BEGIN Material for this task

//! Two-pass generation.
//!
//! Pass one parses every language and reconciles member shapes into one
//! schema. Pass two renders the header and every language table against the
//! finalized schema. Nothing is written until both passes succeed.

use colored::Colorize;

use crate::core::context::{GenerateContext, LanguageInput};
use crate::core::data::{LanguageTable, Value};
use crate::core::emit::{EmitOptions, emit_header, emit_table};
use crate::core::parsers::parse_resource_file;
use crate::core::schema::{Schema, SchemaRegistry};
use crate::core::writer::{Artifact, write_artifacts};
use crate::error::Result;

/// Output of pass one: the finalized schema and the buffered language tables.
#[derive(Debug)]
pub struct Reconciled {
    pub schema: Schema,
    pub tables: Vec<LanguageTable>,
}

impl Reconciled {
    pub fn languages(&self) -> Vec<String> {
        self.tables.iter().map(|t| t.language.clone()).collect()
    }
}

/// Parse every input in order and reconcile their member shapes.
pub fn reconcile(inputs: &[LanguageInput], verbose: bool) -> Result<Reconciled> {
    let mut registry = SchemaRegistry::new();
    let mut tables = Vec::with_capacity(inputs.len());

    for input in inputs {
        if verbose {
            eprintln!(
                "{}",
                format!("parse {} {}", input.language, input.path.display()).cyan()
            );
        }

        let table = parse_resource_file(&input.path, &input.language)?;
        if verbose {
            print_entries(&table);
        }

        registry.record_table(&table)?;
        tables.push(table);
    }

    Ok(Reconciled {
        schema: registry.finalize(),
        tables,
    })
}

/// Render the header and one source file per language.
///
/// The header comes first, followed by the sources in language order.
pub fn render(
    reconciled: &Reconciled,
    options: &EmitOptions,
    ctx: &GenerateContext,
) -> Result<Vec<Artifact>> {
    let mut artifacts = Vec::with_capacity(reconciled.tables.len() + 1);

    artifacts.push(Artifact {
        path: ctx.header_path(),
        content: emit_header(&reconciled.schema, &reconciled.languages(), options),
    });

    for table in &reconciled.tables {
        artifacts.push(Artifact {
            path: ctx.source_path(&table.language),
            content: emit_table(table, &reconciled.schema, options)?,
        });
    }

    Ok(artifacts)
}

/// Result of a full generation run.
#[derive(Debug)]
pub struct Generation {
    pub reconciled: Reconciled,
    pub artifacts: Vec<Artifact>,
}

/// Run both passes and write every artifact.
pub fn generate(ctx: &GenerateContext) -> Result<Generation> {
    let reconciled = reconcile(&ctx.inputs, ctx.verbose)?;
    let artifacts = render(&reconciled, &ctx.emit_options(), ctx)?;
    write_artifacts(&artifacts)?;

    Ok(Generation {
        reconciled,
        artifacts,
    })
}

fn print_entries(table: &LanguageTable) {
    for (name, value) in &table.entries {
        let line = match value {
            Value::Scalar(literal) => format!(" .{} = {},", name, literal),
            Value::Array(items) => format!(" .{} = {{ {} }},", name, items.join(", ")),
        };
        eprintln!("{}", line.cyan());
    }
}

END Material for this task

For each line of the material that contains the word "GenerateContext", make a copy.

use crate::core::context::{GenerateContext, LanguageInput};
    ctx: &GenerateContext,
pub fn generate(ctx: &GenerateContext) -> Result<Generation> {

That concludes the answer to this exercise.